J’ai laissé tomber la Martinière (concours d’ électricien bien connu) et je me suis inscrit à l’Ecole du Bois à Lons-le Saunier durant 3 ans. 

 Là, j’ai eu la grande chance d’être formé par le célèbre compagnon nommé Tibère. J’y ai appris la charpente et l’ébénisterie . 

A l’époque, la grande spécialité de la région était la tournerie mais je n’y ai pas trop touché. Pourtant, des entreprises comme Mathon, créateur de robinets de foudres (NDLR : très gros fûts), étaient connues dans toute l’Europe. Le moulin de Légna a employé jusqu’à 20 ouvriers! Moi, je faisais un peu figure d’ intrus …mais j’ avais eu le coup de foudre… C’ était ébéniste !!! 

VePM : Tu as fait partie du conseil municipal de Légna. Dans quel domaine t’es-tu illustré ? 

René : Dans l’ approvisionnement en eau. Les besoins en eau de Légna ont toujours été très importants. Deux sources assuraient l’ alimentation des entreprises (porcherie, fromagerie, tourneries …). J’ai apporté mes talents de sourcier, baguettes en mains, avec pas mal de succès ! Plus sérieusement, en tant que 2ème adjoint, j’ai eu de grosses responsabilités dans ce domaine car nous devions garantir un débit permanent. Et les sécheresses étaient parfois plus terribles que celles que l’on subit de nos jours … 

Nous avons fait des recherches pour localiser les sources, et grâce à des techniques de coloration, nous avons pu déterminer que l’eau venait du lac de Viremont. Nous avons également réalisé un captage depuis le nouveau réservoir situé juste au-dessus du village de Légna, qui était à l’ origine alimenté par celui du Pélan.  

Quand on allait surveiller les cours d’ eau, je me souviens de nos mémorables chasses aux grenouilles… Mais gare aux gendarmes ! Aujourd’hui il y en a bien moins… (des grenouilles, pas des gendarmes)… Et nos chasses aux gros escargots blancs !!!! Oh la la… !!! Rien à voir avec les petits machins que l’on trouve aujourd’hui … 

VePM : Tu veux bien nous parler de la la guerre d’Algérie ? 

René : J’ai été appelé au 6ème régiment de Dragons en 1956 pendant 21 mois comme pilote de chars. 

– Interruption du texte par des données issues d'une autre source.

//! Closed enumerations that the project file stores as integer codes.
//!
//! Every table lists its numeric code explicitly; nothing relies on the
//! declaration order of the variants.

use serde::{Deserialize, Serialize};
use std::fmt;

/// Lowercase, trim and fold `-`/space into `_` so that `"Corrugated Steel"`,
/// `"corrugated-steel"` and `"CORRUGATED_STEEL"` all compare equal.
pub fn normalize_name(name: &str) -> String {
    name.trim()
        .chars()
        .map(|c| match c {
            '-' | ' ' => '_',
            other => other.to_ascii_lowercase(),
        })
        .collect()
}

macro_rules! code_table {
    (
        $(#[$meta:meta])*
        pub enum $name:ident (default $default:ident) {
            $( $variant:ident = $code:literal, $key:literal, $label:literal; )+
        }
    ) => {
        $(#[$meta])*
        #[derive(Clone, Copy, Debug, PartialEq, Eq, Hash, Serialize, Deserialize)]
        pub enum $name {
            $( #[serde(rename = $key)] $variant, )+
        }

        impl $name {
            pub const ALL: &'static [$name] = &[ $( $name::$variant, )+ ];

            /// Numeric code written to the project file.
            pub fn code(self) -> i64 {
                match self {
                    $( $name::$variant => $code, )+
                }
            }

            pub fn from_code(code: i64) -> Option<Self> {
                match code {
                    $( $code => Some($name::$variant), )+
                    _ => None,
                }
            }

            /// Stable machine name used by configuration documents.
            pub fn key(self) -> &'static str {
                match self {
                    $( $name::$variant => $key, )+
                }
            }

            pub fn label(self) -> &'static str {
                match self {
                    $( $name::$variant => $label, )+
                }
            }

            /// Accepts the machine name in any case/separator style, or the
            /// numeric code written as text.
            pub fn from_name(name: &str) -> Option<Self> {
                let normalized = normalize_name(name);
                Self::ALL
                    .iter()
                    .copied()
                    .find(|v| v.key() == normalized)
                    .or_else(|| normalized.parse::<i64>().ok().and_then(Self::from_code))
            }
        }

        impl Default for $name {
            fn default() -> Self {
                $name::$default
            }
        }

        impl fmt::Display for $name {
            fn fmt(&self, f: &mut fmt::Formatter<'_>) -> fmt::Result {
                f.write_str(self.label())
            }
        }
    };
}

code_table! {
    /// How the solver should interpret the flow definition (`DISCHARGEMETHOD`).
    pub enum FlowMethod (default UserDefined) {
        MinDesignMax = 0, "min_design_max", "Minimum, design and maximum";
        UserDefined = 1, "user_defined", "User-defined";
    }
}

code_table! {
    /// Tailwater boundary condition categories (`TAILWATERTYPE`).
    pub enum TailwaterType (default Constant) {
        Rectangular = 1, "rectangular", "Rectangular channel";
        Trapezoidal = 2, "trapezoidal", "Trapezoidal channel";
        Triangular = 3, "triangular", "Triangular channel";
        Irregular = 4, "irregular", "Irregular channel";
        RatingCurve = 5, "rating_curve", "Rating curve";
        Constant = 6, "constant", "Constant tailwater elevation";
    }
}

code_table! {
    /// Roadway surface used for overtopping friction (`SURFACE`).
    pub enum RoadwaySurface (default Paved) {
        Paved = 1, "paved", "Paved";
        Gravel = 2, "gravel", "Gravel";
        UserDefined = 3, "user_defined", "User-defined";
    }
}

code_table! {
    pub enum CulvertShape (default Circle) {
        Circle = 1, "circle", "Circular";
        Box = 2, "box", "Concrete box";
    }
}

code_table! {
    pub enum CulvertMaterial (default Concrete) {
        Concrete = 1, "concrete", "Concrete";
        CorrugatedSteel = 2, "corrugated_steel", "Corrugated steel";
        Hdpe = 5, "hdpe", "HDPE";
    }
}

code_table! {
    /// Inlet geometry (`INLETTYPE`).
    pub enum InletType (default Straight) {
        NotSet = 0, "not_set", "Not set";
        Straight = 1, "straight", "Straight";
        SideTapered = 2, "side_tapered", "Side tapered";
        SlopeTapered = 3, "slope_tapered", "Slope tapered";
        SingleBrokenBack = 4, "single_broken_back", "Single broken-back";
        DoubleBrokenBack = 5, "double_broken_back", "Double broken-back";
    }
}

code_table! {
    /// Inlet edge treatment for current solver releases (`INLETEDGETYPE`).
    pub enum InletEdgeType (default ThinEdgeProjecting) {
        ThinEdgeProjecting = 0, "thin_edge_projecting", "Thin edge projecting";
        GroovedEndProjecting = 1, "grooved_end_projecting", "Grooved end projecting";
        GroovedEndWithHeadwall = 2, "grooved_end_with_headwall", "Grooved end with headwall";
        BeveledEdge = 3, "beveled_edge", "Beveled edge";
        SquareEdgeWithHeadwall = 4, "square_edge_with_headwall", "Square edge with headwall";
        MiteredToSlope = 5, "mitered_to_slope", "Mitered to conform with fill slope";
        Headwall = 6, "headwall", "Headwall / flared end";
    }
}

code_table! {
    /// Legacy 7.1 inlet edge numbering (`INLETEDGETYPE71`).
    pub enum InletEdgeType71 (default Code0) {
        Code0 = 0, "code_0", "Legacy edge code 0";
        Code1 = 1, "code_1", "Legacy edge code 1";
        Code2 = 2, "code_2", "Legacy edge code 2";
        Code3 = 3, "code_3", "Legacy edge code 3";
        Code4 = 4, "code_4", "Legacy edge code 4";
    }
}

code_table! {
    /// Improved inlet treatments (`IMPINLETEDGETYPE`).
    pub enum ImprovedInletEdgeType (default NotImproved) {
        NotImproved = 0, "none", "None";
        Type1 = 1, "type_1", "Improved inlet type 1";
        Type2 = 2, "type_2", "Improved inlet type 2";
        Type3 = 3, "type_3", "Improved inlet type 3";
        Type4 = 4, "type_4", "Improved inlet type 4";
        Type5 = 5, "type_5", "Improved inlet type 5";
        Type6 = 6, "type_6", "Improved inlet type 6";
    }
}

#[cfg(test)]
mod tests {
    use super::*;

    #[test]
    fn codes_are_explicit_not_ordinal() {
        assert_eq!(CulvertMaterial::Hdpe.code(), 5);
        assert_eq!(CulvertMaterial::from_code(5), Some(CulvertMaterial::Hdpe));
        assert_eq!(CulvertMaterial::from_code(3), None);
        assert_eq!(TailwaterType::Constant.code(), 6);
        assert_eq!(InletType::NotSet.code(), 0);
    }

    #[test]
    fn every_table_round_trips_through_its_codes() {
        for v in TailwaterType::ALL {
            assert_eq!(TailwaterType::from_code(v.code()), Some(*v));
        }
        for v in InletEdgeType::ALL {
            assert_eq!(InletEdgeType::from_code(v.code()), Some(*v));
        }
        for v in ImprovedInletEdgeType::ALL {
            assert_eq!(ImprovedInletEdgeType::from_name(v.key()), Some(*v));
        }
    }

    #[test]
    fn names_are_lenient() {
        assert_eq!(
            CulvertMaterial::from_name("Corrugated Steel"),
            Some(CulvertMaterial::CorrugatedSteel)
        );
        assert_eq!(
            FlowMethod::from_name("min-design-max"),
            Some(FlowMethod::MinDesignMax)
        );
        assert_eq!(RoadwaySurface::from_name("USER_DEFINED"), Some(RoadwaySurface::UserDefined));
        assert_eq!(CulvertShape::from_name("2"), Some(CulvertShape::Box));
        assert_eq!(FlowMethod::from_name("min-max-increment"), None);
    }

    #[test]
    fn defaults_match_barrel_defaults() {
        assert_eq!(InletType::default(), InletType::Straight);
        assert_eq!(InletEdgeType::default(), InletEdgeType::ThinEdgeProjecting);
        assert_eq!(InletEdgeType71::default(), InletEdgeType71::Code0);
        assert_eq!(ImprovedInletEdgeType::default(), ImprovedInletEdgeType::NotImproved);
        assert_eq!(ImprovedInletEdgeType::NotImproved.label(), "None");
    }
}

En tant que soutien de famille, je n’étais pas supposé partir en Algérie mais voilà … le sort et l’Administration Militaire en ont décidé autrement : mon père n’était pas mort à la guerre, je n’étais pas Pupille de la Nation … 

Et j’y suis donc resté près de 2 ans. 

Nous en avons bavé, beaucoup n’en sont pas revenus. Les rescapés sont restés très soudés, nous nous voyons toujours. Enfin, ceux qui sont encore là … 

VePM ; Et par la suite tu as continué à servir en devenant Porte-drapeaux.  

René : Oui, cela fait 15 ans. J’attends la relève, mais c’est toujours un Honneur pour moi d’assurer la quasi-totalité des manifestations, avec Philippe Déprez, d’ Agea, Président du Souvenir Français. 

VePM : Venons-en au fleuron de Légna : le site de la Côte des Vignes. Pour sa création, on pense bien sûr à notre regretté ami Lili Paget, mais il y eut aussi toute une équipe au sein de laquelle tu occupais une place très active, pour la suite que l’on connaît. Explique nous comment on s’est retrouvé tout là-haut avec plein de motos pétaradantes ?

René : Et bien, au début, les motos ont commencé à pétarader au cœur du village, avec des nuisances, au sujet desquelles nos concitoyens ont eu vite fait de grogner(pour rester polis)  

Les motards ont donc pris leurs motos sous le bras et ont grimpé vers le lieu-dit la Côte des Vignes. A l’origine, le parcours (!) slalomait entre les genièvres, alors on y a mis un peu d’ordre à la faux et à la serpette…et c’est devenu la piste à peu près telle qu’elle existe actuellement. 

Les travaux et les premières agapes se sont déroulés un peu rustiquement sous des bâches. Puis on a récupéré un hangar à Oyonnax.  

Démontage des fermes (NDLR grosses poutres de charpente), récupération, transport, remontage, et hop, en 2 temps 3 mouvements, le bâtiment de la Côte des Vignes était né !  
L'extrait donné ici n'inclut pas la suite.